Shikma [Archives:2003/07/Last Page]

February 17 2003

Written by Abdulrahman Mutahhar
Translated by Janet Watson
M – Where have you been, Mus’ida? Come on! Tell me you think! Should we take ourselves down to the Centre to learn to read and write better, or do we know enough already?
Ma – They do say that you can’t ever have too much knowledge, and that we should seek knowledge even if it means going to China!
M – And just what would take us to China? But we’ve got a Centre just round the corner! We could start getting up early from tomorrow to study there. You do one day, and I’ll do the next, so that you and I can learn Standard Arabic, the language of the Holy Qur’an.
Ma – But you already know the Qur’an, the sayings of the Prophet, literature, and the rules of grammar. What benefit would you get from going back and forth to the Centre?
M – Oh, we’d have to go to the Centre, at least so that they could translate the meaning of the word shikma for us, and tell us what it means in Arabic, or at least give us the dialect meaning of it.
Ma – Ah, so that’s what it’s all about, is it! I was beginning to wonder what you were going to say!
M – But it’s not just that! After we get them to translate the word shikma for us into Arabic, you and I are going to go to a legal advisor, and get him to see exactly what you did to me, and to the household, and what you did with the neighbours’ pots and pans, and plates, and spoons, and what you went and threw into the rubbish bin!

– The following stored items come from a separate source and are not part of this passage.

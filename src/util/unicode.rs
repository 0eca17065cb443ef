use unicode_segmentation::UnicodeSegmentation;
use unicode_width::UnicodeWidthStr;

/// Display width in terminal cells.
pub fn display_width(s: &str) -> usize {
    UnicodeWidthStr::width(s)
}

/// Truncate to at most `max_cells` cells, ending in `…` when anything was cut.
pub fn truncate_to_width(s: &str, max_cells: usize) -> String {
    if display_width(s) <= max_cells {
        return s.to_string();
    }
    if max_cells == 0 {
        return String::new();
    }
    let budget = max_cells - 1;
    let mut width = 0;
    let mut out = String::new();
    for g in s.graphemes(true) {
        let gw = display_width(g);
        if width + gw > budget {
            break;
        }
        width += gw;
        out.push_str(g);
    }
    out.push('\u{2026}');
    out
}

/// Byte offset of the grapheme after the one at `offset`, or None at the end.
pub fn next_grapheme_boundary(s: &str, offset: usize) -> Option<usize> {
    if offset >= s.len() {
        return None;
    }
    let len = s[offset..].graphemes(true).next().map_or(0, str::len);
    Some(offset + len)
}

/// Byte offset of the grapheme before `offset`, or None at the start.
pub fn prev_grapheme_boundary(s: &str, offset: usize) -> Option<usize> {
    if offset == 0 {
        return None;
    }
    s[..offset]
        .grapheme_indices(true)
        .next_back()
        .map(|(i, _)| i)
}

/// Start of the word before `offset`, skipping whitespace first (for Ctrl-W).
pub fn word_start_before(s: &str, offset: usize) -> usize {
    let head = &s[..offset.min(s.len())];
    let trimmed = head.trim_end();
    match trimmed.rfind(char::is_whitespace) {
        Some(i) => i + trimmed[i..].chars().next().map_or(1, char::len_utf8),
        None => 0,
    }
}

/// Cursor column, in cells, for a byte offset into `s`.
pub fn cursor_col(s: &str, offset: usize) -> usize {
    display_width(&s[..offset.min(s.len())])
}
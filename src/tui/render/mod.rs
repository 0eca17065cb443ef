pub mod help_overlay;
pub mod prompt;
pub mod recovery_overlay;
pub mod status_bar;
pub mod task_list;

#[cfg(test)]
pub mod test_helpers;

use ratatui::Frame;
use ratatui::layout::{Constraint, Direction, Layout, Rect};
use ratatui::style::{Modifier, Style};
use ratatui::text::{Line, Span};
use ratatui::widgets::{Block, Paragraph};
use regex::Regex;

use super::app::{App, Mode};

/// Main render function: lays out the screen and dispatches to sub-renderers
pub fn render(frame: &mut Frame, app: &mut App) {
    let area = frame.area();

    // Background fill
    let bg_style = Style::default().bg(app.theme.background);
    frame.render_widget(Block::default().style(bg_style), area);

    let input_open = matches!(app.mode, Mode::Input(_));
    let mut constraints = vec![
        Constraint::Length(1), // title
        Constraint::Min(3),    // task list
    ];
    if app.show_key_hints {
        constraints.push(Constraint::Length(1));
    }
    constraints.push(Constraint::Length(1)); // status bar
    if input_open {
        constraints.push(Constraint::Length(3));
    }
    let chunks = Layout::default()
        .direction(Direction::Vertical)
        .constraints(constraints)
        .split(area);

    render_title(frame, app, chunks[0]);
    task_list::render_task_list(frame, app, chunks[1]);

    let mut next = 2;
    if app.show_key_hints {
        status_bar::render_key_hints(frame, app, chunks[next]);
        next += 1;
    }
    status_bar::render_status_bar(frame, app, chunks[next]);
    next += 1;
    if input_open {
        prompt::render_prompt(frame, app, chunks[next]);
    }

    // Overlays are drawn over everything
    if app.show_help {
        help_overlay::render_help_overlay(frame, app, area);
    }
    if app.show_recovery_log {
        recovery_overlay::render_recovery_overlay(frame, app, area);
    }
}

fn render_title(frame: &mut Frame, app: &App, area: Rect) {
    let style = Style::default()
        .fg(app.theme.text_bright)
        .bg(app.theme.background)
        .add_modifier(Modifier::BOLD);
    let title = Paragraph::new(Line::from(Span::styled(" TaskTerm", style)))
        .style(Style::default().bg(app.theme.background));
    frame.render_widget(title, area);
}

/// Push spans for text with regex match highlighting. If no regex or no matches,
/// pushes a single span with `base_style`. Otherwise splits text at match boundaries.
pub(super) fn push_highlighted_spans<'a>(
    spans: &mut Vec<Span<'a>>,
    text: &str,
    base_style: Style,
    highlight_style: Style,
    search_re: Option<&Regex>,
) {
    let Some(re) = search_re else {
        spans.push(Span::styled(text.to_string(), base_style));
        return;
    };

    let mut last_end = 0;
    for m in re.find_iter(text) {
        if m.start() > last_end {
            spans.push(Span::styled(
                text[last_end..m.start()].to_string(),
                base_style,
            ));
        }
        spans.push(Span::styled(m.as_str().to_string(), highlight_style));
        last_end = m.end();
    }
    if last_end < text.len() || text.is_empty() {
        spans.push(Span::styled(text[last_end..].to_string(), base_style));
    }
}
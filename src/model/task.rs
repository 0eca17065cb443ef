use std::fmt;
use std::sync::LazyLock;

use chrono::{DateTime, Utc};
use regex::Regex;
use serde::{Deserialize, Serialize};

/// Task identifier. Assigned once at creation and never reused.
pub type TaskId = u64;

/// `YYYY-MM-DD` shape only; calendar validity is not checked.
static DUE_DATE_RE: LazyLock<Regex> =
    LazyLock::new(|| Regex::new(r"^\d{4}-\d{2}-\d{2}$").expect("valid due date pattern"));

/// Task priority
#[derive(Debug, Clone, Copy, PartialEq, Eq, Hash, Serialize, Deserialize)]
#[serde(rename_all = "lowercase")]
pub enum Priority {
    High,
    Medium,
    Low,
}

impl Priority {
    /// Sort rank: high first, unset last.
    pub fn rank(priority: Option<Priority>) -> u8 {
        match priority {
            Some(Priority::High) => 0,
            Some(Priority::Medium) => 1,
            Some(Priority::Low) => 2,
            None => 3,
        }
    }

    /// Next priority in the cycle low → medium → high → low.
    /// Unset behaves like high, so the first press yields low.
    pub fn cycle(priority: Option<Priority>) -> Priority {
        match priority {
            None | Some(Priority::High) => Priority::Low,
            Some(Priority::Low) => Priority::Medium,
            Some(Priority::Medium) => Priority::High,
        }
    }

    pub fn as_str(self) -> &'static str {
        match self {
            Priority::High => "high",
            Priority::Medium => "medium",
            Priority::Low => "low",
        }
    }

    /// Short marker shown next to the description
    pub fn marker(self) -> &'static str {
        match self {
            Priority::High => "(HIGH)",
            Priority::Medium => "(MED)",
            Priority::Low => "(LOW)",
        }
    }
}

impl fmt::Display for Priority {
    fn fmt(&self, f: &mut fmt::Formatter<'_>) -> fmt::Result {
        f.write_str(self.as_str())
    }
}

/// A single tracked task, in the shape it is persisted.
#[derive(Debug, Clone, PartialEq, Eq, Serialize, Deserialize)]
pub struct Task {
    pub id: TaskId,
    pub description: String,
    #[serde(default)]
    pub completed: bool,
    pub created_at: DateTime<Utc>,
    #[serde(default, skip_serializing_if = "Option::is_none")]
    pub priority: Option<Priority>,
    #[serde(default, skip_serializing_if = "Option::is_none")]
    pub due_date: Option<String>,
    #[serde(default, skip_serializing_if = "Option::is_none")]
    pub tags: Option<Vec<String>>,
}

impl Task {
    /// Create a fresh, incomplete task with the default priority.
    /// `description` is expected to be trimmed and non-empty already.
    pub fn new(id: TaskId, description: String, created_at: DateTime<Utc>) -> Self {
        Task {
            id,
            description,
            completed: false,
            created_at,
            priority: Some(Priority::Medium),
            due_date: None,
            tags: None,
        }
    }

    /// Tags as a slice; absent and empty read the same.
    pub fn tag_list(&self) -> &[String] {
        self.tags.as_deref().unwrap_or(&[])
    }

    /// Case-insensitive substring match on the description.
    /// An empty needle matches everything.
    pub fn matches_search(&self, needle_lower: &str) -> bool {
        needle_lower.is_empty() || self.description.to_lowercase().contains(needle_lower)
    }
}

/// Trim a description, returning None when nothing is left.
pub fn normalize_description(text: &str) -> Option<String> {
    let trimmed = text.trim();
    if trimmed.is_empty() {
        None
    } else {
        Some(trimmed.to_string())
    }
}

/// Whether `text` has the `YYYY-MM-DD` shape
pub fn is_due_date(text: &str) -> bool {
    DUE_DATE_RE.is_match(text)
}

/// Split comma-separated tag input, trimming each tag and dropping empties.
pub fn parse_tags(text: &str) -> Vec<String> {
    text.split(',')
        .map(str::trim)
        .filter(|t| !t.is_empty())
        .map(str::to_string)
        .collect()
}
use crossterm::event::{KeyCode, KeyEvent, KeyModifiers};

use crate::tui::app::{App, InputKind, LineInput, Mode};

/// Handle keys while a text prompt is open
pub(super) fn handle_prompt(app: &mut App, kind: InputKind, key: KeyEvent) {
    let ctrl = key.modifiers.contains(KeyModifiers::CONTROL);
    match (key.code, ctrl) {
        (KeyCode::Esc, _) => close_prompt(app),
        (KeyCode::Enter, _) => {
            let text = std::mem::take(&mut app.input.text);
            close_prompt(app);
            submit(app, kind, &text);
        }

        (KeyCode::Left, _) => app.input.left(),
        (KeyCode::Right, _) => app.input.right(),
        (KeyCode::Home, _) | (KeyCode::Char('a'), true) => app.input.home(),
        (KeyCode::End, _) | (KeyCode::Char('e'), true) => app.input.end(),
        (KeyCode::Backspace, _) => app.input.backspace(),
        (KeyCode::Delete, _) => app.input.delete(),
        (KeyCode::Char('w'), true) => app.input.delete_word(),
        (KeyCode::Char('u'), true) => app.input.clear_to_start(),

        (KeyCode::Char(c), false)
            if key.modifiers.difference(KeyModifiers::SHIFT).is_empty() =>
        {
            app.input.insert(c)
        }
        _ => {}
    }
}

fn close_prompt(app: &mut App) {
    app.mode = Mode::Navigate;
    app.input = LineInput::default();
}

/// Apply a submitted prompt. Id-targeted prompts use the id captured when
/// they opened.
fn submit(app: &mut App, kind: InputKind, text: &str) {
    match kind {
        InputKind::Add => match app.store.add(text) {
            Ok(Some(task)) => {
                app.refresh_view();
                app.select_id(task.id);
                app.set_status("Task added!");
            }
            Ok(None) => {}
            Err(e) => app.report_error(&e),
        },
        InputKind::Edit(id) => {
            if text.trim().is_empty() {
                return;
            }
            match app.store.edit_description(id, text) {
                Ok(_) => app.set_status("Task updated!"),
                Err(e) => app.report_error(&e),
            }
            app.refresh_view();
        }
        InputKind::Due(id) => {
            match app.store.set_due_date(id, text) {
                Ok(task) if task.due_date.is_some() => app.set_status("Due date updated!"),
                Ok(_) => app.set_status("Due date cleared!"),
                Err(e) if e.rejection().is_some() => {
                    app.set_error("Invalid date format! Use YYYY-MM-DD")
                }
                Err(e) => app.report_error(&e),
            }
            app.refresh_view();
        }
        InputKind::Tags(id) => {
            match app.store.set_tags(id, text) {
                Ok(_) => app.set_status("Tags updated!"),
                Err(e) => app.report_error(&e),
            }
            app.refresh_view();
        }
        InputKind::Search => {
            app.settings.search = text.trim().to_string();
            app.cursor = 0;
            app.scroll_offset = 0;
            app.refresh_view();
        }
    }
}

Ma – They say, ‘If you’re not used to doing something it’s torture!’ The only person I know who invites people round and opens up his house and moans about it afterwards is you! It isn’t as if you don’t know the Yemeni proverb, ‘Open up your house and be proud, or close it up and hide yourself away!’
M – Well you didn’t make us proud, and they didn’t talk about your pride in all the papers, and we’ve nothing left to hide ourselves away with! You’ve simply gone and made a spectacle of us and shown everyone how stupid we are!
Ma – Why on earth are you going on so much? Simply because I held a party for my niece. Don’t you think I should repay my debt?
M – What debt? Tell me what debt will you! And who would want to lend you anything anyway?
Ma – My sister held a party for my daughter, and I owed her that, so I held a party for her daughter. That’s what I mean by repaying a debt, and if you’re not prepared to repay other people’s generosity to hell with you!
M – Things should be appropriate, though. You can’t do something properly without having the means! Your sister is one of those who have tons of money, little sense of charity, lots of conceit, and love being ostentatious and showing off, even if it’s at the expense of Mus’id and Mus’ida!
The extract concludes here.